I don’t really know what I’m asking for here, maybe just a vent or to see if anyone else relates.
My ex broke up with me, but afterwards he did try a few times to get back together and I said no each time. At the time I thought I was doing the right thing, but now I honestly regret it.
I haven’t met anyone since, and with having the kids full time, I don’t really have the opportunity to. What’s shocked me most is how much it feels like society expects mums with children to just stay alone forever. People say “surround yourself with friends and family”, but what if you don’t really have either? I’ve drifted from family over the years because the relationships weren’t healthy, and I don’t really have friends either.
The thought of spending the next 18 years alone feels overwhelming. I’m already halfway through it, and it’s become painfully clear how isolated my life is.

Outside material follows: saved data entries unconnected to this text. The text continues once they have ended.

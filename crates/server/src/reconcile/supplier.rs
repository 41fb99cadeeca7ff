//! Supplier partner resolution by exact company name.

use serde_json::{Value, json};
use tracing::instrument;

use booking_bridge_core::PartnerId;

use super::{ResolveError, insert_some};
use crate::odoo::{
    OdooRpc, Reattach, Values, create_with_fallback, record_id, record_str, write_with_fallback,
};

/// Find or create the supplier company named `name`.
///
/// The contact email is written only when it differs from the stored one.
/// `supplier_rank` is raised to 1 best-effort; databases without the
/// purchase module reject it and the supplier is still returned. Tax fields
/// are never touched.
///
/// # Errors
///
/// Returns `ResolveError::Validation` for a blank name and
/// `ResolveError::Odoo` when the search or create fails.
#[instrument(skip(rpc))]
pub async fn resolve_supplier(
    rpc: &dyn OdooRpc,
    name: &str,
    email: Option<&str>,
) -> Result<PartnerId, ResolveError> {
    let name = name.trim();
    if name.is_empty() {
        return Err(ResolveError::Validation("supplier name is required".to_string()));
    }
    let email = email.map(str::trim).filter(|e| !e.is_empty());

    let domain = json!([["name", "=", name], ["is_company", "=", true]]);
    let found = match rpc
        .search_read("res.partner", domain.clone(), &["id", "email", "supplier_rank"], Some(1))
        .await
    {
        Ok(rows) => rows,
        Err(e) if e.is_schema_drift() => {
            rpc.search_read("res.partner", domain, &["id", "email"], Some(1))
                .await?
        }
        Err(e) => return Err(e.into()),
    };

    if let Some(row) = found.first()
        && let Some(id) = record_id(row)
    {
        let mut updates = Values::new();
        if let Some(email) = email
            && !record_str(row, "email").is_some_and(|stored| stored.eq_ignore_ascii_case(email))
        {
            updates.insert("email".into(), json!(email));
        }
        let rank = row.get("supplier_rank").and_then(Value::as_i64);
        if rank.is_some_and(|rank| rank < 1) {
            updates.insert("supplier_rank".into(), json!(1));
        }
        if !updates.is_empty()
            && let Err(e) =
                write_with_fallback(rpc, "res.partner", &[id], &updates, &["supplier_rank"]).await
        {
            tracing::warn!(supplier_id = id, error = %e, "Supplier update failed");
        }
        return Ok(PartnerId::new(id));
    }

    let mut values = Values::new();
    values.insert("name".into(), json!(name));
    values.insert("is_company".into(), json!(true));
    values.insert("supplier_rank".into(), json!(1));
    insert_some(&mut values, "email", email);

    let outcome = create_with_fallback(
        rpc,
        "res.partner",
        &values,
        &["supplier_rank"],
        Reattach::Individually,
    )
    .await?;
    tracing::info!(supplier_id = outcome.id, "Created supplier");
    Ok(PartnerId::new(outcome.id))
}

#[cfg(test)]
#[allow(clippy::unwrap_used)]
mod tests {
    use super::*;
    use crate::testing::FakeOdoo;

    #[tokio::test]
    async fn test_creates_supplier_company() {
        let odoo = FakeOdoo::new();
        let id = resolve_supplier(&odoo, " Lago Kayak ", Some("ops@lagokayak.it"))
            .await
            .unwrap();
        let record = odoo.record("res.partner", id.as_i64()).unwrap();
        assert_eq!(record["name"], json!("Lago Kayak"));
        assert_eq!(record["is_company"], json!(true));
        assert_eq!(record["supplier_rank"], json!(1));
        assert!(record.get("vat").is_none());
    }

    #[tokio::test]
    async fn test_reuses_supplier_and_skips_unchanged_email() {
        let odoo = FakeOdoo::new();
        let existing = odoo.insert(
            "res.partner",
            json!({"name": "Lago Kayak", "is_company": true, "email": "ops@lagokayak.it", "supplier_rank": 1}),
        );
        let id = resolve_supplier(&odoo, "Lago Kayak", Some("OPS@lagokayak.it"))
            .await
            .unwrap();
        assert_eq!(id.as_i64(), existing);
        assert_eq!(odoo.call_count("res.partner", "write"), 0);
    }

    #[tokio::test]
    async fn test_updates_changed_email() {
        let odoo = FakeOdoo::new();
        let existing = odoo.insert(
            "res.partner",
            json!({"name": "Lago Kayak", "is_company": true, "email": "old@lagokayak.it", "supplier_rank": 0}),
        );
        resolve_supplier(&odoo, "Lago Kayak", Some("new@lagokayak.it"))
            .await
            .unwrap();
        let record = odoo.record("res.partner", existing).unwrap();
        assert_eq!(record["email"], json!("new@lagokayak.it"));
        assert_eq!(record["supplier_rank"], json!(1));
    }

    #[tokio::test]
    async fn test_person_with_same_name_is_not_a_supplier_match() {
        let odoo = FakeOdoo::new();
        odoo.insert("res.partner", json!({"name": "Lago Kayak", "is_company": false}));
        resolve_supplier(&odoo, "Lago Kayak", None).await.unwrap();
        assert_eq!(odoo.count("res.partner"), 2);
    }

    #[tokio::test]
    async fn test_supplier_rank_unsupported() {
        let odoo = FakeOdoo::new().with_unknown_field("res.partner", "supplier_rank");
        let id = resolve_supplier(&odoo, "Lago Kayak", None).await.unwrap();
        let again = resolve_supplier(&odoo, "Lago Kayak", None).await.unwrap();
        assert_eq!(id, again);
        assert_eq!(odoo.count("res.partner"), 1);
    }

    #[tokio::test]
    async fn test_blank_name_rejected() {
        let odoo = FakeOdoo::new();
        assert!(matches!(
            resolve_supplier(&odoo, "  ", None).await,
            Err(ResolveError::Validation(_))
        ));
    }
}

If I’d known loneliness could feel this intense, I probably would’ve given my ex another chance.
It genuinely hurts sometimes. I can go weeks without having a proper conversation with another adult, apart from saying a few words to staff at my children’s school. That’s basically my social interaction.
I never imagined I’d regret not trying again with my ex, but I think I do now and it’s far too late. I missed my chance to try again.
How are people supposed to cope with years and years of this? I didn’t choose to be a single mum. He left me.
Maybe I just want to know I’m not the only one who feels like this.